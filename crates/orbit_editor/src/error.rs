//! Error types for the editor core
//!
//! Command execution itself never fails; these cover the collaborator-facing
//! document calls and the preference file.

use thiserror::Error;

use crate::core::ObjectId;

/// Errors from direct document operations
#[derive(Debug, Clone, PartialEq, Eq, Error)]
pub enum DocumentError {
    /// An object with this id is already in the document
    #[error("Object already exists: {0}")]
    DuplicateObject(ObjectId),

    /// No object with this id is in the document
    #[error("Object not found: {0}")]
    UnknownObject(ObjectId),
}

/// Errors from loading or saving preferences
#[derive(Debug, Error)]
pub enum PreferencesError {
    #[error("IO error: {0}")]
    Io(#[from] std::io::Error),

    #[error("TOML parse error: {0}")]
    Parse(#[from] toml::de::Error),

    #[error("TOML serialize error: {0}")]
    Serialize(#[from] toml::ser::Error),

    #[error("Invalid preferences: {0}")]
    Invalid(String),
}

/// Result type for document operations
pub type Result<T> = std::result::Result<T, DocumentError>;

Try it: Whenever a line in the preceding entries includes the word "already", count it, and state the total alone.

Answer for this exercise: 2